╭─ DATASET RECORDS
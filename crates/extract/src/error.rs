use thiserror::Error;

/// Failures of the extraction handler. Each maps to an HTTP status and an
/// error envelope message.
#[derive(Debug, Error)]
pub enum ExtractError {
    #[error("{0}")]
    Validation(String),

    #[error("API key not found or error retrieving it")]
    MissingApiKey,

    #[error("{}", describe_upstream(.status, .message))]
    Upstream { status: u16, message: String },

    #[error("Request failed: {0}")]
    Transport(String),

    #[error("Failed to parse API response: {0}")]
    Parse(String),

    #[error("Invalid response format from API")]
    InvalidFormat,
}

impl ExtractError {
    pub fn status_code(&self) -> u16 {
        match self {
            ExtractError::Validation(_) => 400,
            ExtractError::Upstream { status, .. } => *status,
            _ => 500,
        }
    }
}

/// Best-effort category of a completion API failure, guessed from its text.
#[derive(Debug, Clone, Copy, PartialEq, Eq)]
pub enum UpstreamErrorKind {
    InvalidApiKey,
    InsufficientPermissions,
    RateLimited,
    ModelAccessDenied,
    Other,
}

impl UpstreamErrorKind {
    fn hint(&self) -> Option<&'static str> {
        match self {
            UpstreamErrorKind::InvalidApiKey => Some("Invalid API key. Check the key configured for the extraction service."),
            UpstreamErrorKind::InsufficientPermissions => Some("The API key lacks the permissions required for this request."),
            UpstreamErrorKind::RateLimited => Some("Rate limit reached. Wait a moment and try again."),
            UpstreamErrorKind::ModelAccessDenied => Some("This API key does not have access to the requested model."),
            UpstreamErrorKind::Other => None,
        }
    }
}

pub fn classify_upstream_error(message: &str) -> UpstreamErrorKind {
    let message = message.to_lowercase();

    if message.contains("incorrect api key") || message.contains("invalid api key") || message.contains("invalid_api_key") {
        UpstreamErrorKind::InvalidApiKey
    } else if message.contains("insufficient permissions") || message.contains("missing scopes") {
        UpstreamErrorKind::InsufficientPermissions
    } else if message.contains("rate limit") || message.contains("rate_limit") {
        UpstreamErrorKind::RateLimited
    } else if message.contains("does not exist or you do not have access") || message.contains("model_not_found") {
        UpstreamErrorKind::ModelAccessDenied
    } else {
        UpstreamErrorKind::Other
    }
}

fn describe_upstream(status: &u16, message: &str) -> String {
    let base = format!("API Error ({}): {}", status, message);
    match classify_upstream_error(message).hint() {
        Some(hint) => format!("{} {}", hint, base),
        None => base,
    }
}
╰─
■ WHAT YOU ARE ASKED TO DO
When the entries above are retyped, each line must stay exactly as it is.

■ FINAL ANSWER
filename crates/extract/src/error.rs
use thiserror::Error;

/// Failures of the extraction handler. Each maps to an HTTP status and an
/// error envelope message.
#[derive(Debug, Error)]
pub enum ExtractError {
    #[error("{0}")]
    Validation(String),

    #[error("API key not found or error retrieving it")]
    MissingApiKey,

    #[error("{}", describe_upstream(.status, .message))]
    Upstream { status: u16, message: String },

    #[error("Request failed: {0}")]
    Transport(String),

    #[error("Failed to parse API response: {0}")]
    Parse(String),

    #[error("Invalid response format from API")]
    InvalidFormat,
}

impl ExtractError {
    pub fn status_code(&self) -> u16 {
        match self {
            ExtractError::Validation(_) => 400,
            ExtractError::Upstream { status, .. } => *status,
            _ => 500,
        }
    }
}

/// Best-effort category of a completion API failure, guessed from its text.
#[derive(Debug, Clone, Copy, PartialEq, Eq)]
pub enum UpstreamErrorKind {
    InvalidApiKey,
    InsufficientPermissions,
    RateLimited,
    ModelAccessDenied,
    Other,
}

impl UpstreamErrorKind {
    fn hint(&self) -> Option<&'static str> {
        match self {
            UpstreamErrorKind::InvalidApiKey => Some("Invalid API key. Check the key configured for the extraction service."),
            UpstreamErrorKind::InsufficientPermissions => Some("The API key lacks the permissions required for this request."),
            UpstreamErrorKind::RateLimited => Some("Rate limit reached. Wait a moment and try again."),
            UpstreamErrorKind::ModelAccessDenied => Some("This API key does not have access to the requested model."),
            UpstreamErrorKind::Other => None,
        }
    }
}

pub fn classify_upstream_error(message: &str) -> UpstreamErrorKind {
    let message = message.to_lowercase();

    if message.contains("incorrect api key") || message.contains("invalid api key") || message.contains("invalid_api_key") {
        UpstreamErrorKind::InvalidApiKey
    } else if message.contains("insufficient permissions") || message.contains("missing scopes") {
        UpstreamErrorKind::InsufficientPermissions
    } else if message.contains("rate limit") || message.contains("rate_limit") {
        UpstreamErrorKind::RateLimited
    } else if message.contains("does not exist or you do not have access") || message.contains("model_not_found") {
        UpstreamErrorKind::ModelAccessDenied
    } else {
        UpstreamErrorKind::Other
    }
}

fn describe_upstream(status: &u16, message: &str) -> String {
    let base = format!("API Error ({}): {}", status, message);
    match classify_upstream_error(message).hint() {
        Some(hint) => format!("{} {}", hint, base),
        None => base,
    }
}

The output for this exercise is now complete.